→ **Work task**
Below are the records. List every line holding the word "flipped".

→ **Data shown**
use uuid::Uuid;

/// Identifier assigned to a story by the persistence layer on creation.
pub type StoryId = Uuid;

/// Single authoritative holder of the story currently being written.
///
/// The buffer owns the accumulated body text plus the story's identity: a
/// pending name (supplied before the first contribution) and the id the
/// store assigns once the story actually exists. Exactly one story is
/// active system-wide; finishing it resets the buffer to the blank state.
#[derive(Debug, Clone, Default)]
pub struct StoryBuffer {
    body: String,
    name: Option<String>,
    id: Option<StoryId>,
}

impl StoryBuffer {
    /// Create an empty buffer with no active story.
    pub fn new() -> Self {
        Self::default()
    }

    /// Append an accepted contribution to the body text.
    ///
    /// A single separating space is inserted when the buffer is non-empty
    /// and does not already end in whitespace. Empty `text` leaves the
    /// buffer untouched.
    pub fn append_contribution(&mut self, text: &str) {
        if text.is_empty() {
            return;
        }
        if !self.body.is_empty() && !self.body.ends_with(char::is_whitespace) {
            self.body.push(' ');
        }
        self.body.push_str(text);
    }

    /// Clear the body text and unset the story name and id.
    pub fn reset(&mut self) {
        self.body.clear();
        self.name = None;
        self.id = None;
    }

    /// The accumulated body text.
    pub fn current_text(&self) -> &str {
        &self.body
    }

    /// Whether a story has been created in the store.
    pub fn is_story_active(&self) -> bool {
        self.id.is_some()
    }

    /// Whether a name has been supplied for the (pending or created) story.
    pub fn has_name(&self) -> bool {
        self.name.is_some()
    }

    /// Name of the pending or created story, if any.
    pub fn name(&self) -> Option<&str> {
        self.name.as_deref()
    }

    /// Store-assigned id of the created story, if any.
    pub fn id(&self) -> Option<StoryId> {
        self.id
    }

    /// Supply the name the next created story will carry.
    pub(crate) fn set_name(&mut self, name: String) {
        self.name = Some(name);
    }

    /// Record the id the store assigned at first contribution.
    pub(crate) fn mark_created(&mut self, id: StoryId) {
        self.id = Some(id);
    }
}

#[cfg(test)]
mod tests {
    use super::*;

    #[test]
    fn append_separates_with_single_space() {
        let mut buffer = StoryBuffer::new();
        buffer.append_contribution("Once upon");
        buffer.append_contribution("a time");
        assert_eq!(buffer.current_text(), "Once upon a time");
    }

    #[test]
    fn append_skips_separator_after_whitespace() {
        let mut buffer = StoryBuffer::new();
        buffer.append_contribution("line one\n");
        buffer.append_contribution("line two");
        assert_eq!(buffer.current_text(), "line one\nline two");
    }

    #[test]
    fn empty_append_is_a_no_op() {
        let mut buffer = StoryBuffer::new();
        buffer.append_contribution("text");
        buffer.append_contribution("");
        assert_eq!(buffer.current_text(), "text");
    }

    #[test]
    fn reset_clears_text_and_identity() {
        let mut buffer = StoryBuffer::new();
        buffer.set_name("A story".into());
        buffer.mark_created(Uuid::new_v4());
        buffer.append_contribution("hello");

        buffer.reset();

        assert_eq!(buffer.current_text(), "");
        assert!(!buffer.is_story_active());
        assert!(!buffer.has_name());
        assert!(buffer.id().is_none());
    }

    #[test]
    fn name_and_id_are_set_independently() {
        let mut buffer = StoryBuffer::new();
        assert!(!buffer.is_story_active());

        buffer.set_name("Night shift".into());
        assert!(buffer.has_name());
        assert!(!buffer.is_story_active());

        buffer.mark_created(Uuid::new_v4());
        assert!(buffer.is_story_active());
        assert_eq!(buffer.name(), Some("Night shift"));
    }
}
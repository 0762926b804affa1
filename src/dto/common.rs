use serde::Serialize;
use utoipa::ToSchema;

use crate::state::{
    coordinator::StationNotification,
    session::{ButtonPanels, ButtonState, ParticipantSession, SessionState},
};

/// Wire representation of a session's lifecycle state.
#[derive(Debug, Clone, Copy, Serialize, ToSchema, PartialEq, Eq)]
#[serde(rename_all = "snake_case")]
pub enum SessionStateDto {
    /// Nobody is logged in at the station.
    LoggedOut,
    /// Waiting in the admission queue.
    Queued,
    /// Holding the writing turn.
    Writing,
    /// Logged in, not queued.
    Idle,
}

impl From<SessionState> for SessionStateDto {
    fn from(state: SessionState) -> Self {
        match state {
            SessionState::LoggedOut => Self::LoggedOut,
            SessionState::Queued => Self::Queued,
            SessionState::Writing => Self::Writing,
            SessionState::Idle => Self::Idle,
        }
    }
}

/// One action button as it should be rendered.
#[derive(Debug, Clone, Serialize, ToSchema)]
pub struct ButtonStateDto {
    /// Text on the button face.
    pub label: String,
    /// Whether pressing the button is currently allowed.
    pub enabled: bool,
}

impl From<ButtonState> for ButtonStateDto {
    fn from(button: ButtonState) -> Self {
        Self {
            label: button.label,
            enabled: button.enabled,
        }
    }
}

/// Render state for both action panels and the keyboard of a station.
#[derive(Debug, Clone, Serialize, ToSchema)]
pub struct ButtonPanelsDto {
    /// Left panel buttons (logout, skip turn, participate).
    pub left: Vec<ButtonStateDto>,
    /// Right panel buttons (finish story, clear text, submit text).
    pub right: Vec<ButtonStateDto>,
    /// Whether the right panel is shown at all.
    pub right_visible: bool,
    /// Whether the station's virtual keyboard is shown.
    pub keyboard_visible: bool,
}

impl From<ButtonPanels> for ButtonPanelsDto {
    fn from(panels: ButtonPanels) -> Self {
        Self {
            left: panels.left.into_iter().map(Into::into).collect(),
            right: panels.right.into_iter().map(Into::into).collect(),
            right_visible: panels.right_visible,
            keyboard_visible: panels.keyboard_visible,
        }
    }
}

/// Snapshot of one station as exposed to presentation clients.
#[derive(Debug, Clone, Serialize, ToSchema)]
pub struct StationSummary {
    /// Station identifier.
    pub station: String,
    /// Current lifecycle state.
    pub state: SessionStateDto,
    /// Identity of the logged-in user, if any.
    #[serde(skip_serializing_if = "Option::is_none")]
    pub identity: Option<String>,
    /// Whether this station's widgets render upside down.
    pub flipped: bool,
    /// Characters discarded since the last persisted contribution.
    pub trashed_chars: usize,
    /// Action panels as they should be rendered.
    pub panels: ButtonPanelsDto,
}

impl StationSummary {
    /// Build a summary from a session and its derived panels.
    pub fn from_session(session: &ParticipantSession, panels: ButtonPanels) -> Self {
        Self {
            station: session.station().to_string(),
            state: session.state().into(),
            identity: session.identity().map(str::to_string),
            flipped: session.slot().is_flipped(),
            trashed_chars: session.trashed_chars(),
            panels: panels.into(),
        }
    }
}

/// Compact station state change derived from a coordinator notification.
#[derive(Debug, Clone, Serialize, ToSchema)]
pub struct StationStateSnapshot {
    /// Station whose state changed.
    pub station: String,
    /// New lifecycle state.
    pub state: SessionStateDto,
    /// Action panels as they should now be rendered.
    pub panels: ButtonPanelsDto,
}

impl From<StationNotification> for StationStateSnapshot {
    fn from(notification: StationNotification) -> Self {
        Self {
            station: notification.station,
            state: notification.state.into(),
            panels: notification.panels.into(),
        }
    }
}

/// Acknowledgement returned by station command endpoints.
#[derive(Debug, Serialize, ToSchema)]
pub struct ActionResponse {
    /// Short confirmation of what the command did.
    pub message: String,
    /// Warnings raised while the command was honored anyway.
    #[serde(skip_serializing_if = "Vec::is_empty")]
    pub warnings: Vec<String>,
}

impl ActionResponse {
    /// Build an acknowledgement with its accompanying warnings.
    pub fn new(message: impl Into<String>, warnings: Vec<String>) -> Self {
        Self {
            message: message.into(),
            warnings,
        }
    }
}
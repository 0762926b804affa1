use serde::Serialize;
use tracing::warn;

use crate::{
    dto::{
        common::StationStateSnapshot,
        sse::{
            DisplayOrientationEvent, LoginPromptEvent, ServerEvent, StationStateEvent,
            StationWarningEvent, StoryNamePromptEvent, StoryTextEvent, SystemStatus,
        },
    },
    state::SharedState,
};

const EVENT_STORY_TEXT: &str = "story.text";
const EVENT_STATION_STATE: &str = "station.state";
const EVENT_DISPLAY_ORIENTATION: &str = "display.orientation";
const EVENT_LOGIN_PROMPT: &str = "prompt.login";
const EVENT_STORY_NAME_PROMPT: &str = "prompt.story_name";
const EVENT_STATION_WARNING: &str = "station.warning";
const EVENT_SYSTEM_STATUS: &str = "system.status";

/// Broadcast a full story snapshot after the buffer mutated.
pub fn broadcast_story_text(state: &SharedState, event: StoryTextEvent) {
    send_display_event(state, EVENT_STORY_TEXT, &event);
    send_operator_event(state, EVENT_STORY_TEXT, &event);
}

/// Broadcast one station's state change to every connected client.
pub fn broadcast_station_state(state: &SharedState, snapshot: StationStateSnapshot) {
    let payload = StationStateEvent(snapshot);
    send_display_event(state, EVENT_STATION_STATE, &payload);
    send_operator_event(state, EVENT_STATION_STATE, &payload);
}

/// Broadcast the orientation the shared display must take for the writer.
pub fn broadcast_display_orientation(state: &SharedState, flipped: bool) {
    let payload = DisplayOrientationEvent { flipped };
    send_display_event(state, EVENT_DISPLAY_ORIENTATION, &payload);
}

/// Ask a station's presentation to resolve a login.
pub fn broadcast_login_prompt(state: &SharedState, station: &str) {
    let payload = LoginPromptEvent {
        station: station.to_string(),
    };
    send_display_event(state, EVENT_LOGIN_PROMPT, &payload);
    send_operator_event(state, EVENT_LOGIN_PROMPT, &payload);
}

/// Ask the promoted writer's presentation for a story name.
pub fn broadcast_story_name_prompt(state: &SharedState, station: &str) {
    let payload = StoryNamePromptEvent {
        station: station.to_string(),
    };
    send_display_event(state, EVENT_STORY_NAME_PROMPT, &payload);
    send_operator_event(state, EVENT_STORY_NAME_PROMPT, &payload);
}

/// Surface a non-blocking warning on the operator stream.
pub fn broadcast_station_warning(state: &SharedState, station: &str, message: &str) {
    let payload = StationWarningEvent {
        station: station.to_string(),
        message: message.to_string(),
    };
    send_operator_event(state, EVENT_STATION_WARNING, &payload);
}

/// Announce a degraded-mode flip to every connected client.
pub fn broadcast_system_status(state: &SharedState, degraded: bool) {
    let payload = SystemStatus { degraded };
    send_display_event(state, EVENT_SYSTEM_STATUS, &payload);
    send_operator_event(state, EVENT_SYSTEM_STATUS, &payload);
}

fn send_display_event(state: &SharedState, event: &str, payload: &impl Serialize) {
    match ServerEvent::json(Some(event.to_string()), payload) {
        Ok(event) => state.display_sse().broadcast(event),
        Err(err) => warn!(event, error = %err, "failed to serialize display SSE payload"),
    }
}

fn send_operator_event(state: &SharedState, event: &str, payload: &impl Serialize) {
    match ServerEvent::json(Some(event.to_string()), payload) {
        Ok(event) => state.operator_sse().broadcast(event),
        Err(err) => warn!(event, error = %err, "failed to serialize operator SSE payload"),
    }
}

→ **Reply**
    pub flipped: bool,
            flipped: session.slot().is_flipped(),
pub fn broadcast_display_orientation(state: &SharedState, flipped: bool) {
    let payload = DisplayOrientationEvent { flipped };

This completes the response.